EX-99.1 2 dex991.htm VOTING AGREEMENT AMONG THE REGISTRANT AND THE STOCKHOLDERS Voting Agreement among the Registrant and the Stockholders

Exhibit 99.1

VOTING AGREEMENT

This VOTING AGREEMENT, dated as of May 11, 2010 (this “Agreement”), is by and between Taylor Capital Group, Inc., a Delaware corporation (the “Company”), and the stockholders listed on the signature pages hereto under the heading “Stockholders” (each, a “Stockholder,” and collectively, the “Stockholders,” and those Stockholders listed under the subheading “Taylor Holders” are referred to herein as the “Taylor Holders” and those Stockholders listed under the subheading “Steans Holders” are referred to herein as the “Steans Holders”).

 

  1. Voting Agreement. Subject to the terms and conditions hereof, each Stockholder hereby agrees that at any meeting of the stockholders of the Company (including any adjournment or postponement thereof), however called, or otherwise such Stockholder will (w) appear at any such meeting, or at the Stockholder’s option, otherwise, cause its Owned Shares (as defined below) to be counted as present thereat, for purposes of calculating a quorum, (x) vote, or cause to be voted, all of its Owned Shares (as defined below) (A) in favor of the Proposal as described below, (B) in favor of any other matter to be approved by the stockholders of the Company to facilitate the Proposal, including an amendment to the Company’s Third Amended and Restated Certificate of Incorporation, as such may be amended from time to time (the “Certificate of Incorporation”), (C) against any proposal, action or agreement that would reasonably be expected to impede, interfere with, delay or attempt to discourage the purpose of the Proposal, (y) at no time vote in favor of or support, and vote against, any proposal or amendment to amend the Company’s Certificate of Incorporation to change, impair or eliminate the terms of the Proposal or (z) take any other action that would, directly or indirectly, prevent the Proposal from being approved by the stockholders of the Company and implemented by the Company.

 

  2. The Proposal. The “Proposal” means the adoption of an amendment to the Certificate of Incorporation to cause the fifth paragraph of Article Fifth (A) thereof to be amended and restated as follows:

“A. Until the earlier of June 30, 2015 and a Sale Transaction:”
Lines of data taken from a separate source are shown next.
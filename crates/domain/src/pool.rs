use crate::enums::{DataQuality, PoolType, VolumeSource};
use crate::error::SnapshotError;
use crate::token::TokenInfo;
use crate::value_objects::{PoolWeights, PriceMap};
use primitive_types::U256;
use serde::{Deserialize, Serialize};

/// The two tokens of a pool.
#[derive(Debug, Clone, PartialEq, Eq, Serialize, Deserialize)]
pub struct PoolTokens {
    pub token0: TokenInfo,
    pub token1: TokenInfo,
    /// True when a symbol or decimals value was substituted.
    pub metadata_defaulted: bool,
}

impl PoolTokens {
    /// Price-map keys for both tokens. A repeated symbol is suffixed with the
    /// token address so the second entry does not overwrite the first.
    #[must_use]
    pub fn keys(&self) -> [String; 2] {
        let first = self.token0.symbol.clone();
        let second = if self.token1.symbol == first {
            format!("{}@{}", self.token1.symbol, self.token1.address)
        } else {
            self.token1.symbol.clone()
        };
        [first, second]
    }
}

/// Raw reserve balances as read from chain.
#[derive(Debug, Clone, Copy, PartialEq, Eq, Serialize, Deserialize)]
pub struct PoolReserves {
    pub reserve0: U256,
    pub reserve1: U256,
    /// `blockTimestampLast` when the pool reports one.
    pub timestamp: Option<u32>,
}

impl PoolReserves {
    /// USD value of both reserves at the given prices.
    #[must_use]
    pub fn tvl_usd(&self, tokens: &PoolTokens, price0: f64, price1: f64) -> f64 {
        tokens.token0.normalize(self.reserve0) * price0
            + tokens.token1.normalize(self.reserve1) * price1
    }
}

/// A trading-volume figure together with how it was obtained.
#[derive(Debug, Clone, Copy, PartialEq, Serialize, Deserialize)]
pub struct VolumeEstimate {
    pub volume_usd: f64,
    pub source: VolumeSource,
}

/// Everything the pipeline gathered for one pool, before normalization.
#[derive(Debug, Clone)]
pub struct SnapshotInputs {
    pub pool_address: String,
    pub pool_type: PoolType,
    pub tokens: PoolTokens,
    pub current_prices: [f64; 2],
    /// `None` where the historical price was unavailable.
    pub historical_prices: [Option<f64>; 2],
    pub reserves: PoolReserves,
    pub tvl_usd: f64,
    pub volume: VolumeEstimate,
    pub fee_tier: f64,
    /// True when the fee tier fell back to the default.
    pub fee_tier_defaulted: bool,
    pub window_hours: u32,
    pub weights: PoolWeights,
}

/// Canonical result of one pool analysis. Immutable once assembled.
#[derive(Debug, Clone, PartialEq, Serialize, Deserialize)]
pub struct PoolSnapshot {
    pool_address: String,
    pool_type: PoolType,
    token0: TokenInfo,
    token1: TokenInfo,
    weights: PoolWeights,
    fee_tier: f64,
    tvl_usd: f64,
    volume_window: f64,
    volume_source: VolumeSource,
    window_hours: u32,
    initial_prices: PriceMap,
    current_prices: PriceMap,
    price_changes: PriceMap,
    data_quality: DataQuality,
    reserves_timestamp: Option<u32>,
}

impl PoolSnapshot {
    /// Normalizes gathered inputs into a snapshot.
    ///
    /// Missing or non-positive historical prices are replaced by the current
    /// price (ratio 1.0) and downgrade the data quality to `Limited`, as do
    /// defaulted token metadata and a defaulted fee tier.
    ///
    /// # Errors
    /// Returns an error when a current price is not positive or the weight
    /// count does not match the token count.
    pub fn assemble(inputs: SnapshotInputs) -> Result<Self, SnapshotError> {
        let SnapshotInputs {
            pool_address,
            pool_type,
            tokens,
            current_prices,
            historical_prices,
            reserves,
            tvl_usd,
            volume,
            fee_tier,
            fee_tier_defaulted,
            window_hours,
            weights,
        } = inputs;

        if weights.len() != 2 {
            return Err(SnapshotError::WeightCount {
                expected: 2,
                got: weights.len(),
            });
        }

        let symbols = [&tokens.token0.symbol, &tokens.token1.symbol];
        for (symbol, price) in symbols.iter().zip(current_prices) {
            if !(price.is_finite() && price > 0.0) {
                return Err(SnapshotError::InvalidCurrentPrice {
                    symbol: (*symbol).clone(),
                    price,
                });
            }
        }

        let mut historical_missing = false;
        let keys = tokens.keys();
        let mut initial_map = PriceMap::new();
        let mut current_map = PriceMap::new();
        let mut change_map = PriceMap::new();

        for ((key, current), historical) in keys.iter().zip(current_prices).zip(historical_prices) {
            let initial = match historical.filter(|p| p.is_finite() && *p > 0.0) {
                Some(p) => p,
                None => {
                    historical_missing = true;
                    current
                }
            };
            let ratio = if initial > 0.0 { current / initial } else { 1.0 };

            initial_map.insert(key.clone(), initial);
            current_map.insert(key.clone(), current);
            change_map.insert(key.clone(), ratio);
        }

        let data_quality = if historical_missing || tokens.metadata_defaulted || fee_tier_defaulted
        {
            DataQuality::Limited
        } else {
            DataQuality::Estimated
        };

        Ok(Self {
            pool_address,
            pool_type,
            token0: tokens.token0,
            token1: tokens.token1,
            weights,
            fee_tier,
            tvl_usd,
            volume_window: volume.volume_usd,
            volume_source: volume.source,
            window_hours,
            initial_prices: initial_map,
            current_prices: current_map,
            price_changes: change_map,
            data_quality,
            reserves_timestamp: reserves.timestamp,
        })
    }

    pub fn pool_address(&self) -> &str {
        &self.pool_address
    }

    pub fn pool_type(&self) -> PoolType {
        self.pool_type
    }

    pub fn token0(&self) -> &TokenInfo {
        &self.token0
    }

    pub fn token1(&self) -> &TokenInfo {
        &self.token1
    }

    pub fn weights(&self) -> &PoolWeights {
        &self.weights
    }

    pub fn fee_tier(&self) -> f64 {
        self.fee_tier
    }

    pub fn tvl_usd(&self) -> f64 {
        self.tvl_usd
    }

    /// Average TVL over the window; the current TVL stands in for it.
    pub fn tvl_avg(&self) -> f64 {
        self.tvl_usd
    }

    /// Estimated volume over the window. See [`Self::volume_source`].
    pub fn volume_window(&self) -> f64 {
        self.volume_window
    }

    pub fn volume_source(&self) -> VolumeSource {
        self.volume_source
    }

    pub fn window_hours(&self) -> u32 {
        self.window_hours
    }

    pub fn initial_prices(&self) -> &PriceMap {
        &self.initial_prices
    }

    pub fn current_prices(&self) -> &PriceMap {
        &self.current_prices
    }

    pub fn price_changes(&self) -> &PriceMap {
        &self.price_changes
    }

    pub fn data_quality(&self) -> DataQuality {
        self.data_quality
    }

    pub fn reserves_timestamp(&self) -> Option<u32> {
        self.reserves_timestamp
    }
}

#[cfg(test)]
mod tests {
    use super::*;

    fn tokens() -> PoolTokens {
        PoolTokens {
            token0: TokenInfo::new("0xweth", "WETH", 18),
            token1: TokenInfo::new("0xusdc", "USDC", 6),
            metadata_defaulted: false,
        }
    }

    fn inputs() -> SnapshotInputs {
        let reserves = PoolReserves {
            reserve0: U256::from(1_000_000_000_000_000_000_000u128), // 1000 WETH
            reserve1: U256::from(2_000_000_000_000u64),              // 2,000,000 USDC
            timestamp: Some(1_700_000_000),
        };
        let tokens = tokens();
        let tvl_usd = reserves.tvl_usd(&tokens, 2_000.0, 1.0);
        SnapshotInputs {
            pool_address: "0xpool".to_string(),
            pool_type: PoolType::UniswapV2,
            tokens,
            current_prices: [2_000.0, 1.0],
            historical_prices: [Some(1_000.0), Some(1.0)],
            reserves,
            tvl_usd,
            volume: VolumeEstimate {
                volume_usd: tvl_usd,
                source: VolumeSource::TvlHeuristic { multiplier: 1.0 },
            },
            fee_tier: 0.003,
            fee_tier_defaulted: false,
            window_hours: 24,
            weights: PoolWeights::balanced(),
        }
    }

    #[test]
    fn test_assemble_computes_ratios_and_tvl() {
        let snapshot = PoolSnapshot::assemble(inputs()).unwrap();
        assert!((snapshot.tvl_usd() - 4_000_000.0).abs() < 1e-6);
        assert_eq!(snapshot.price_changes().get("WETH"), Some(2.0));
        assert_eq!(snapshot.price_changes().get("USDC"), Some(1.0));
        assert_eq!(snapshot.data_quality(), DataQuality::Estimated);
        assert_eq!(snapshot.reserves_timestamp(), Some(1_700_000_000));
    }

    #[test]
    fn test_missing_history_falls_back_to_current() {
        let mut inputs = inputs();
        inputs.historical_prices = [None, Some(-3.0)];
        let snapshot = PoolSnapshot::assemble(inputs).unwrap();

        assert_eq!(snapshot.initial_prices().get("WETH"), Some(2_000.0));
        assert_eq!(snapshot.price_changes().get("WETH"), Some(1.0));
        assert_eq!(snapshot.price_changes().get("USDC"), Some(1.0));
        assert_eq!(snapshot.data_quality(), DataQuality::Limited);
    }

    #[test]
    fn test_defaulted_metadata_limits_quality() {
        let mut inputs = inputs();
        inputs.tokens.metadata_defaulted = true;
        let snapshot = PoolSnapshot::assemble(inputs).unwrap();
        assert_eq!(snapshot.data_quality(), DataQuality::Limited);
    }

    #[test]
    fn test_rejects_non_positive_current_price() {
        let mut inputs = inputs();
        inputs.current_prices = [0.0, 1.0];
        assert!(matches!(
            PoolSnapshot::assemble(inputs),
            Err(SnapshotError::InvalidCurrentPrice { .. })
        ));
    }

    #[test]
    fn test_rejects_three_weights_for_a_pair() {
        let mut inputs = inputs();
        inputs.weights = PoolWeights::new(&[1.0, 1.0, 1.0]).unwrap();
        assert_eq!(
            PoolSnapshot::assemble(inputs),
            Err(SnapshotError::WeightCount {
                expected: 2,
                got: 3
            })
        );
    }

    #[test]
    fn test_duplicate_symbols_get_distinct_keys() {
        let mut inputs = inputs();
        inputs.tokens.token0 = TokenInfo::with_defaults("0xa");
        inputs.tokens.token1 = TokenInfo::with_defaults("0xb");
        inputs.tokens.metadata_defaulted = true;
        let snapshot = PoolSnapshot::assemble(inputs).unwrap();
        assert_eq!(snapshot.price_changes().len(), 2);
        assert!(snapshot.price_changes().contains("UNKNOWN@0xb"));
    }
}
and to cause Article Fifth (B)(1) thereof to be amended and restated as follows:

“B. 1. From and after the date that is the earlier of June 30, 2015 and a Sale Transaction, the business and affairs of the corporation shall be managed by, or under the direction of, the Board of Directors and no actions of the Board of Directors shall require the separate approval of the Executive Committee pursuant to Article Fifth, Paragraph A.3 and A.4 of this Third Amended and Restated Certificate of Incorporation.”

with no other changes to Article Fifth thereof or otherwise in the Certificate of Incorporation which would limit the matters set forth in Article Fifth thereof.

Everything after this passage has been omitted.